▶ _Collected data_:
•••

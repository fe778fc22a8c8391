//! Handlers for the caller's own identity and for user administration.
//!
//! | Method | Path | Notes |
//! |--------|------|-------|
//! | `GET`  | `/me` | Any registered user |
//! | `POST` | `/users` | Body: [`ProvisionUserBody`]; superusers only |
//! | `POST` | `/users/{id}/block` | 204; superusers only. The account row is kept |

use std::collections::BTreeSet;

use axum::{
  Json,
  extract::{Path, State},
  http::StatusCode,
  response::IntoResponse,
};
use roster_core::{
  entity::EntityKind,
  person::User,
  roles::{Operation, Role},
  store::{Batch, Mutation, RecordStore},
  validation::{FieldErrors, Validate},
};
use serde::Deserialize;
use uuid::Uuid;

use crate::{
  AppState,
  error::ApiError,
  extract::{PathId, Payload},
  identity::{Caller, Credential},
  pipeline::{Coordinator, Plan, Staged},
};

/// `GET /me`
pub async fn me<S>(
  State(state): State<AppState<S>>,
  credential: Credential,
) -> Result<Json<Caller>, ApiError>
where
  S: RecordStore + Clone + Send + Sync + 'static,
{
  let outcome = Coordinator::new(state.store.as_ref())
    .run(
      &credential,
      (),
      |_| Plan::new(Operation::ViewSelf),
      |_, caller, _| async move { Ok(Staged::read(caller)) },
    )
    .await?;
  Ok(Json(outcome.value))
}

// ─── Provision ────────────────────────────────────────────────────────────────

#[derive(Debug, Deserialize)]
#[serde(rename_all = "camelCase")]
pub struct ProvisionUserBody {
  pub person_id:        Option<Uuid>,
  pub external_subject: Option<String>,
  #[serde(default)]
  pub roles:            BTreeSet<Role>,
}

pub struct NewUser {
  pub person_id:        Uuid,
  pub external_subject: String,
  pub roles:            BTreeSet<Role>,
}

impl Validate for ProvisionUserBody {
  type Valid = NewUser;

  fn validate(self) -> Result<NewUser, FieldErrors> {
    let mut errors = FieldErrors::new();
    let person_id = errors.required("PersonId", &self.person_id).copied();
    errors.string("ExternalSubject", &self.external_subject, 0, 200);
    errors.finish(|| NewUser {
      person_id:        person_id.unwrap_or_default(),
      external_subject: self.external_subject.unwrap_or_default().trim().to_owned(),
      roles:            self.roles,
    })
  }
}

/// `POST /users` — returns 201 + the new [`User`].
pub async fn provision<S>(
  State(state): State<AppState<S>>,
  credential: Credential,
  Payload(body): Payload<ProvisionUserBody>,
) -> Result<impl IntoResponse, ApiError>
where
  S: RecordStore + Clone + Send + Sync + 'static,
{
  let outcome = Coordinator::new(state.store.as_ref())
    .run(
      &credential,
      body,
      |user| Plan::new(Operation::ProvisionUser).reference(EntityKind::Person, user.person_id),
      |_, _, new| async move {
        let user = User {
          id:               Uuid::new_v4(),
          person_id:        new.person_id,
          external_subject: Some(new.external_subject),
          roles:            new.roles,
        };
        Ok(Staged::write(user.clone(), Batch::new().with(Mutation::InsertUser(user))))
      },
    )
    .await?;
  Ok((StatusCode::CREATED, Json(outcome.value)))
}

// ─── Block ────────────────────────────────────────────────────────────────────

/// `POST /users/{id}/block` — clears the user's external subject.
pub async fn block<S>(
  State(state): State<AppState<S>>,
  credential: Credential,
  Path(user): Path<PathId>,
) -> Result<impl IntoResponse, ApiError>
where
  S: RecordStore + Clone + Send + Sync + 'static,
{
  let user_id = user.id();
  let outcome = Coordinator::new(state.store.as_ref())
    .run(
      &credential,
      (),
      |_| Plan::new(Operation::BlockUser).reference_path(EntityKind::User, &user),
      |_, _, _| async move {
        Ok(Staged::write((), Batch::new().with(Mutation::ClearUserSubject { user_id })))
      },
    )
    .await?;
  tracing::info!(%user_id, committed = outcome.committed, "user blocked");
  Ok(StatusCode::NO_CONTENT)
}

•••

▶ _Requirement_:
Keeping every line exactly as it is, retype the entries shown above.

▶ _Task answer_:
repository fe778fc22a8c8391
//! Handlers for the caller's own identity and for user administration.
//!
//! | Method | Path | Notes |
//! |--------|------|-------|
//! | `GET`  | `/me` | Any registered user |
//! | `POST` | `/users` | Body: [`ProvisionUserBody`]; superusers only |
//! | `POST` | `/users/{id}/block` | 204; superusers only. The account row is kept |

use std::collections::BTreeSet;

use axum::{
  Json,
  extract::{Path, State},
  http::StatusCode,
  response::IntoResponse,
};
use roster_core::{
  entity::EntityKind,
  person::User,
  roles::{Operation, Role},
  store::{Batch, Mutation, RecordStore},
  validation::{FieldErrors, Validate},
};
use serde::Deserialize;
use uuid::Uuid;

use crate::{
  AppState,
  error::ApiError,
  extract::{PathId, Payload},
  identity::{Caller, Credential},
  pipeline::{Coordinator, Plan, Staged},
};

/// `GET /me`
pub async fn me<S>(
  State(state): State<AppState<S>>,
  credential: Credential,
) -> Result<Json<Caller>, ApiError>
where
  S: RecordStore + Clone + Send + Sync + 'static,
{
  let outcome = Coordinator::new(state.store.as_ref())
    .run(
      &credential,
      (),
      |_| Plan::new(Operation::ViewSelf),
      |_, caller, _| async move { Ok(Staged::read(caller)) },
    )
    .await?;
  Ok(Json(outcome.value))
}

// ─── Provision ────────────────────────────────────────────────────────────────

#[derive(Debug, Deserialize)]
#[serde(rename_all = "camelCase")]
pub struct ProvisionUserBody {
  pub person_id:        Option<Uuid>,
  pub external_subject: Option<String>,
  #[serde(default)]
  pub roles:            BTreeSet<Role>,
}

pub struct NewUser {
  pub person_id:        Uuid,
  pub external_subject: String,
  pub roles:            BTreeSet<Role>,
}

impl Validate for ProvisionUserBody {
  type Valid = NewUser;

  fn validate(self) -> Result<NewUser, FieldErrors> {
    let mut errors = FieldErrors::new();
    let person_id = errors.required("PersonId", &self.person_id).copied();
    errors.string("ExternalSubject", &self.external_subject, 0, 200);
    errors.finish(|| NewUser {
      person_id:        person_id.unwrap_or_default(),
      external_subject: self.external_subject.unwrap_or_default().trim().to_owned(),
      roles:            self.roles,
    })
  }
}

/// `POST /users` — returns 201 + the new [`User`].
pub async fn provision<S>(
  State(state): State<AppState<S>>,
  credential: Credential,
  Payload(body): Payload<ProvisionUserBody>,
) -> Result<impl IntoResponse, ApiError>
where
  S: RecordStore + Clone + Send + Sync + 'static,
{
  let outcome = Coordinator::new(state.store.as_ref())
    .run(
      &credential,
      body,
      |user| Plan::new(Operation::ProvisionUser).reference(EntityKind::Person, user.person_id),
      |_, _, new| async move {
        let user = User {
          id:               Uuid::new_v4(),
          person_id:        new.person_id,
          external_subject: Some(new.external_subject),
          roles:            new.roles,
        };
        Ok(Staged::write(user.clone(), Batch::new().with(Mutation::InsertUser(user))))
      },
    )
    .await?;
  Ok((StatusCode::CREATED, Json(outcome.value)))
}

// ─── Block ────────────────────────────────────────────────────────────────────

/// `POST /users/{id}/block` — clears the user's external subject.
pub async fn block<S>(
  State(state): State<AppState<S>>,
  credential: Credential,
  Path(user): Path<PathId>,
) -> Result<impl IntoResponse, ApiError>
where
  S: RecordStore + Clone + Send + Sync + 'static,
{
  let user_id = user.id();
  let outcome = Coordinator::new(state.store.as_ref())
    .run(
      &credential,
      (),
      |_| Plan::new(Operation::BlockUser).reference_path(EntityKind::User, &user),
      |_, _, _| async move {
        Ok(Staged::write((), Batch::new().with(Mutation::ClearUserSubject { user_id })))
      },
    )
    .await?;
  tracing::info!(%user_id, committed = outcome.committed, "user blocked");
  Ok(StatusCode::NO_CONTENT)
}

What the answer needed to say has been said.